My hope is for my art to become like an old family photograph—perhaps cherished, perhaps stuffed in a box in the attic—but always able to evoke memories every time it is viewed.”

Martin1

Mom & Mary Ann (The Redhead)

oil and collage on canvas

48 x 72 in.

Martin3

Sunday Best

oil on canvas

24 x 36 in.

Martin2

Granny & Pa

oil on canvas

Courtesy Dr. J.W. Wiggins Native American Art Collection

 

I am drawn to Martin’s work because of his yearning to learn about his family, and himself. While creating new pieces, he says he is able to learn about the people within the photos. He says “it makes you really think about what they were like and what their lives were like.” With my work I try and do the same thing. I am a very family oriented person, and I think this is what drew me to the photographs in the first place. I have a yearning to find out about my ancestors, whether they be alive or passed away. I feel like if I am able to learn about them, I can in turn learn about myself.

 

References: http://www.bobbycmartin.com/Bobby_C._Martins_Art_Site.html

 

 

-Amy

 

 
2014-02-27 13.14.09 2014-02-27 13.17.41 2014-02-27 13.28.39 2014-02-27 13.12.38 2014-02-27 13.11.23 2014-02-27 13.10.42 2014-02-27 13.10.25 2014-02-27 13.08.18 2014-02-27 13.08.08 2014-02-27 13.07.52thanks everyone for coming to the baby shower slash potluck for Tara. if you could not make it you missed out on a fun afternoon with good food, this site
good company, and good conversation! the baby basket for the adopt a family should still be available if anyone has anything to donate.

sentiment

Beth Cavener Stichter

Kate MacDowell

These videos are of two different ceramic artist’s that I really find inspiring, buy perhaps not completely in the direction my work is going while writing my grad paper. I could repeat what Stichter says in her video that her work is based off of people she encounters and makes portraits of what she imagines their inner turmoil is possibly, cure but they are equally a portrait of herself as well. What first drew me to her work was a rabbit that displayed to much emotion that you couldn’t help but find in yourself that feeling that it expressed. The sculptures large scale allows you to see each sculpt of the clay, and I terribly wish to touch one. With the size also its impressive how much I can imagine someone physically relating to them on a human scale.
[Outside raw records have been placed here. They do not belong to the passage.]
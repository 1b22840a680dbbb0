//! Neon Backdrop entry point
//!
//! On the web this mounts the backdrop into `#canvas` and drives the frame
//! loop. Natively it prints a deterministic preview of the animation.

#[cfg(target_arch = "wasm32")]
use wasm_bindgen::prelude::*;

#[cfg(target_arch = "wasm32")]
mod wasm_backdrop {
    use std::cell::RefCell;
    use std::rc::Rc;
    use wasm_bindgen::prelude::*;
    use web_sys::HtmlCanvasElement;

    use neon_backdrop::consts::MAX_FRAME_DT;
    use neon_backdrop::renderer::RenderState;
    use neon_backdrop::{Backdrop, BackdropError, BackdropResult, Settings, SurfaceSize, Zone};

    /// Mounted backdrop holding all state
    struct App {
        backdrop: Backdrop,
        settings: Settings,
        render_state: Option<RenderState>,
        canvas: HtmlCanvasElement,
        last_time: f64,
        /// Cleared on unmount; the frame loop stops at the next callback
        mounted: bool,
        resize_listener: Option<Closure<dyn FnMut(web_sys::Event)>>,
    }

    impl App {
        fn new(backdrop: Backdrop, settings: Settings, canvas: HtmlCanvasElement) -> Self {
            Self {
                backdrop,
                settings,
                render_state: None,
                canvas,
                last_time: 0.0,
                mounted: true,
                resize_listener: None,
            }
        }

        /// Advance timelines by wall-clock time
        fn update(&mut self, time: f64) {
            let dt = if self.last_time > 0.0 {
                ((time - self.last_time) / 1000.0) as f32
            } else {
                0.0
            };
            self.last_time = time;

            let repeats = self.backdrop.advance(dt.clamp(0.0, MAX_FRAME_DT));
            if repeats > 0 {
                log::debug!("{} line(s) started a new cycle", repeats);
            }
        }

        /// Render the current frame; no-op until the GPU is ready
        fn render(&mut self) {
            let vertices = self.backdrop.frame_vertices();
            if let Some(ref mut render_state) = self.render_state {
                match render_state.render(&vertices) {
                    Ok(_) => {}
                    Err(wgpu::SurfaceError::Lost) => render_state.reconfigure(),
                    Err(wgpu::SurfaceError::OutOfMemory) => {
                        log::error!("Out of memory!");
                    }
                    Err(e) => log::warn!("Render error: {:?}", e),
                }
            }
        }

        fn resize(&mut self) {
            let Some(window) = web_sys::window() else {
                return;
            };
            let (width, height, world) = measure(&window, &self.canvas);
            if let Some(ref mut render_state) = self.render_state {
                render_state.resize(width, height, world);
            }
            self.backdrop.resize(world);
        }

        /// Move one line to another zone and remember the choice
        fn set_line_zone(&mut self, index: usize, zone: Zone) -> bool {
            if !self.backdrop.set_zone(index, zone) {
                return false;
            }
            if let Some(spec) = self.settings.lines.get_mut(index) {
                spec.zone = zone;
            }
            self.settings.save();
            true
        }

        /// Cancel every timeline and detach from the page
        fn unmount(&mut self) {
            if !self.mounted {
                return;
            }
            self.mounted = false;
            self.backdrop.teardown();

            if let (Some(window), Some(listener)) = (web_sys::window(), self.resize_listener.take())
            {
                let _ = window.remove_event_listener_with_callback(
                    "resize",
                    listener.as_ref().unchecked_ref(),
                );
            }
            self.render_state = None;
        }
    }

    thread_local! {
        static APP: RefCell<Option<Rc<RefCell<App>>>> = const { RefCell::new(None) };
    }

    /// Size the canvas backing store; returns pixel size and world size
    fn measure(window: &web_sys::Window, canvas: &HtmlCanvasElement) -> (u32, u32, SurfaceSize) {
        let dpr = window.device_pixel_ratio();
        let client_w = canvas.client_width().max(1);
        let client_h = canvas.client_height().max(1);
        let width = (client_w as f64 * dpr) as u32;
        let height = (client_h as f64 * dpr) as u32;
        canvas.set_width(width);
        canvas.set_height(height);
        (
            width,
            height,
            SurfaceSize::new(client_w as f32, client_h as f32),
        )
    }

    pub async fn run() -> BackdropResult<()> {
        log::info!("Neon Backdrop starting...");

        let window = web_sys::window().ok_or_else(|| BackdropError::mount("no window"))?;
        let document = window
            .document()
            .ok_or_else(|| BackdropError::mount("no document"))?;

        let canvas: HtmlCanvasElement = document
            .get_element_by_id("canvas")
            .ok_or_else(|| BackdropError::mount("no #canvas element"))?
            .dyn_into()
            .map_err(|_| BackdropError::mount("#canvas is not a canvas"))?;

        let (width, height, world) = measure(&window, &canvas);

        let settings = Settings::load();
        let background = settings.background_color()?;
        let seed = js_sys::Date::now() as u64;
        let backdrop = Backdrop::new(&settings, world, seed)?;

        let app = Rc::new(RefCell::new(App::new(backdrop, settings, canvas.clone())));
        APP.with(|slot| *slot.borrow_mut() = Some(app.clone()));

        // Frames render nothing until the GPU is ready
        request_animation_frame(app.clone());

        let instance = wgpu::Instance::new(&wgpu::InstanceDescriptor {
            backends: wgpu::Backends::BROWSER_WEBGPU,
            ..Default::default()
        });
        let surface = instance.create_surface(wgpu::SurfaceTarget::Canvas(canvas))?;
        let adapter = instance
            .request_adapter(&wgpu::RequestAdapterOptions {
                power_preference: wgpu::PowerPreference::LowPower,
                compatible_surface: Some(&surface),
                force_fallback_adapter: false,
            })
            .await?;

        log::info!("Using adapter: {:?}", adapter.get_info().name);

        let render_state =
            RenderState::new(surface, &adapter, width, height, world, background).await?;

        {
            let mut a = app.borrow_mut();
            if !a.mounted {
                log::info!("Unmounted before the GPU was ready");
                return Ok(());
            }
            a.render_state = Some(render_state);
        }

        setup_resize_handler(app.clone());
        // Catch any resize that happened while the GPU was being set up
        app.borrow_mut().resize();

        log::info!("Neon Backdrop running!");
        Ok(())
    }

    fn setup_resize_handler(app: Rc<RefCell<App>>) {
        let Some(window) = web_sys::window() else {
            return;
        };
        let listener = {
            let app = app.clone();
            Closure::<dyn FnMut(_)>::new(move |_event: web_sys::Event| {
                app.borrow_mut().resize();
            })
        };
        let _ = window.add_event_listener_with_callback("resize", listener.as_ref().unchecked_ref());
        app.borrow_mut().resize_listener = Some(listener);
    }

    fn request_animation_frame(app: Rc<RefCell<App>>) {
        let Some(window) = web_sys::window() else {
            return;
        };
        let closure = Closure::once(move |time: f64| {
            frame_loop(app, time);
        });
        let _ = window.request_animation_frame(closure.as_ref().unchecked_ref());
        closure.forget();
    }

    fn frame_loop(app: Rc<RefCell<App>>, time: f64) {
        {
            let mut a = app.borrow_mut();
            if !a.mounted {
                return;
            }
            a.update(time);
            a.render();
        }

        request_animation_frame(app);
    }

    /// Returns false for an unknown zone name or line index
    pub fn set_line_zone(index: usize, zone: &str) -> bool {
        let zone: Zone = match zone.parse() {
            Ok(zone) => zone,
            Err(e) => {
                log::warn!("{}", e);
                return false;
            }
        };
        APP.with(|slot| {
            slot.borrow()
                .as_ref()
                .is_some_and(|app| app.borrow_mut().set_line_zone(index, zone))
        })
    }

    /// Stop all animation synchronously and release the GPU surface
    pub fn unmount() {
        let app = APP.with(|slot| slot.borrow_mut().take());
        if let Some(app) = app {
            app.borrow_mut().unmount();
            log::info!("Neon Backdrop unmounted");
        }
    }
}

#[cfg(target_arch = "wasm32")]
#[wasm_bindgen(start)]
pub async fn wasm_main() {
    console_error_panic_hook::set_once();
    let _ = console_log::init_with_level(log::Level::Info);

    if let Err(e) = wasm_backdrop::run().await {
        log::error!("Neon Backdrop failed to mount: {}", e);
    }
}

/// Tear the backdrop down before its canvas is removed from the page
#[cfg(target_arch = "wasm32")]
#[wasm_bindgen]
pub fn unmount() {
    wasm_backdrop::unmount();
}

/// Move a line to the "top", "middle" or "bottom" zone; persisted in settings
#[cfg(target_arch = "wasm32")]
#[wasm_bindgen]
pub fn set_line_zone(index: usize, zone: &str) -> bool {
    wasm_backdrop::set_line_zone(index, zone)
}

#[cfg(not(target_arch = "wasm32"))]
fn main() {
    env_logger::init();
    log::info!("Neon Backdrop (native) starting...");
    log::info!("Native mode has no surface - run with `trunk serve` for the web version");

    // Optional zone per line, e.g. `neon-backdrop top middle bottom`
    let mut settings = neon_backdrop::Settings::load();
    for (spec, arg) in settings.lines.iter_mut().zip(std::env::args().skip(1)) {
        match arg.parse::<neon_backdrop::Zone>() {
            Ok(zone) => spec.zone = zone,
            Err(e) => log::warn!("Ignoring argument: {}", e),
        }
    }

    match native_preview::preview(&settings, 42) {
        Ok(json) => println!("{}", json),
        Err(e) => {
            log::error!("Preview failed: {}", e);
            std::process::exit(1);
        }
    }
}

#[cfg(target_arch = "wasm32")]
fn main() {
    // WASM entry point is wasm_main, this is just to satisfy the compiler
}

#[cfg(not(target_arch = "wasm32"))]
mod native_preview {
    use serde::Serialize;

    use neon_backdrop::{AnimationState, Backdrop, BackdropResult, LineSpec, Path, Settings, SurfaceSize};

    /// Preview sampling step (seconds)
    const STEP: f32 = 0.5;

    #[derive(Serialize)]
    struct Sample {
        time: f32,
        state: AnimationState,
        generation: u64,
    }

    #[derive(Serialize)]
    struct LinePreview {
        spec: LineSpec,
        path: Path,
        samples: Vec<Sample>,
    }

    /// Simulate until every line has finished its first cycle, as JSON
    pub fn preview(settings: &Settings, seed: u64) -> BackdropResult<String> {
        let mut backdrop = Backdrop::new(settings, SurfaceSize::new(1000.0, 800.0), seed)?;

        let mut previews: Vec<LinePreview> = backdrop
            .lines()
            .iter()
            .map(|line| LinePreview {
                spec: *line.spec(),
                path: line.path().clone(),
                samples: Vec::new(),
            })
            .collect();

        let timing = settings.timing;
        let latest_start = settings.lines.iter().map(|l| l.delay).fold(0.0, f32::max);
        let end = latest_start
            + (timing.draw_duration).max(timing.hold + timing.erase_duration)
            + timing.repeat_delay;
        let steps = (end / STEP).ceil() as usize;

        for step in 0..=steps {
            if step > 0 {
                backdrop.advance(STEP);
            }
            for (preview, line) in previews.iter_mut().zip(backdrop.lines()) {
                preview.samples.push(Sample {
                    time: step as f32 * STEP,
                    state: line.state(),
                    generation: line.generation(),
                });
            }
        }
        backdrop.teardown();

        Ok(serde_json::to_string_pretty(&previews)?)
    }
}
I Am No One by Beth Cavener Stichter, Stoneware, 32″ x 37″ x 30″

Without getting into Kate MacDowell’s concept too far, she first inspired me when I was making my small wire skeletons. Everything seemed so fragile and precious in her work so I reflected on that with my work and what I wanted to protect in my hands. I Highly recommend if your interested to follow the links.
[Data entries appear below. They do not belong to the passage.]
//! Backdrop errors
//!
//! Only setup can fail. Per-frame problems are logged and the frame is skipped.

pub type BackdropResult<T> = Result<T, BackdropError>;

#[derive(thiserror::Error, Debug)]
pub enum BackdropError {
    #[error("invalid color: {0}")]
    InvalidColor(String),

    #[error("invalid zone: {0}")]
    InvalidZone(String),

    #[error("settings error: {0}")]
    Settings(#[from] serde_json::Error),

    #[error("mount error: {0}")]
    Mount(String),

    #[error(transparent)]
    CreateSurface(#[from] wgpu::CreateSurfaceError),

    #[error(transparent)]
    RequestAdapter(#[from] wgpu::RequestAdapterError),

    #[error(transparent)]
    RequestDevice(#[from] wgpu::RequestDeviceError),
}

impl BackdropError {
    pub fn invalid_color(msg: impl Into<String>) -> Self {
        Self::InvalidColor(msg.into())
    }

    pub fn invalid_zone(msg: impl Into<String>) -> Self {
        Self::InvalidZone(msg.into())
    }

    pub fn mount(msg: impl Into<String>) -> Self {
        Self::Mount(msg.into())
    }
}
Sparrow by Kate MacDowell made out of Porcelian

Zo~

 The Reparative Impulse

The ACAD Fibre Department hosted a most charming lecture with UK artist Yvonne Mullock on November 6, Phimosis
2013. Yvonne has a multidisciplinary research-led practice that has taken her ( so far, but look out world!) to various parts of the western world, including Newfoundland, Kentucky, Argyle, Bute and Hertfordshire. She was able to give students 20 minutes of her time for studio visits, responses and a talk. As I found her presentation and her work so inspirational, I used my 20 minutes to ask her questions about her life, process and some vagrant ideas.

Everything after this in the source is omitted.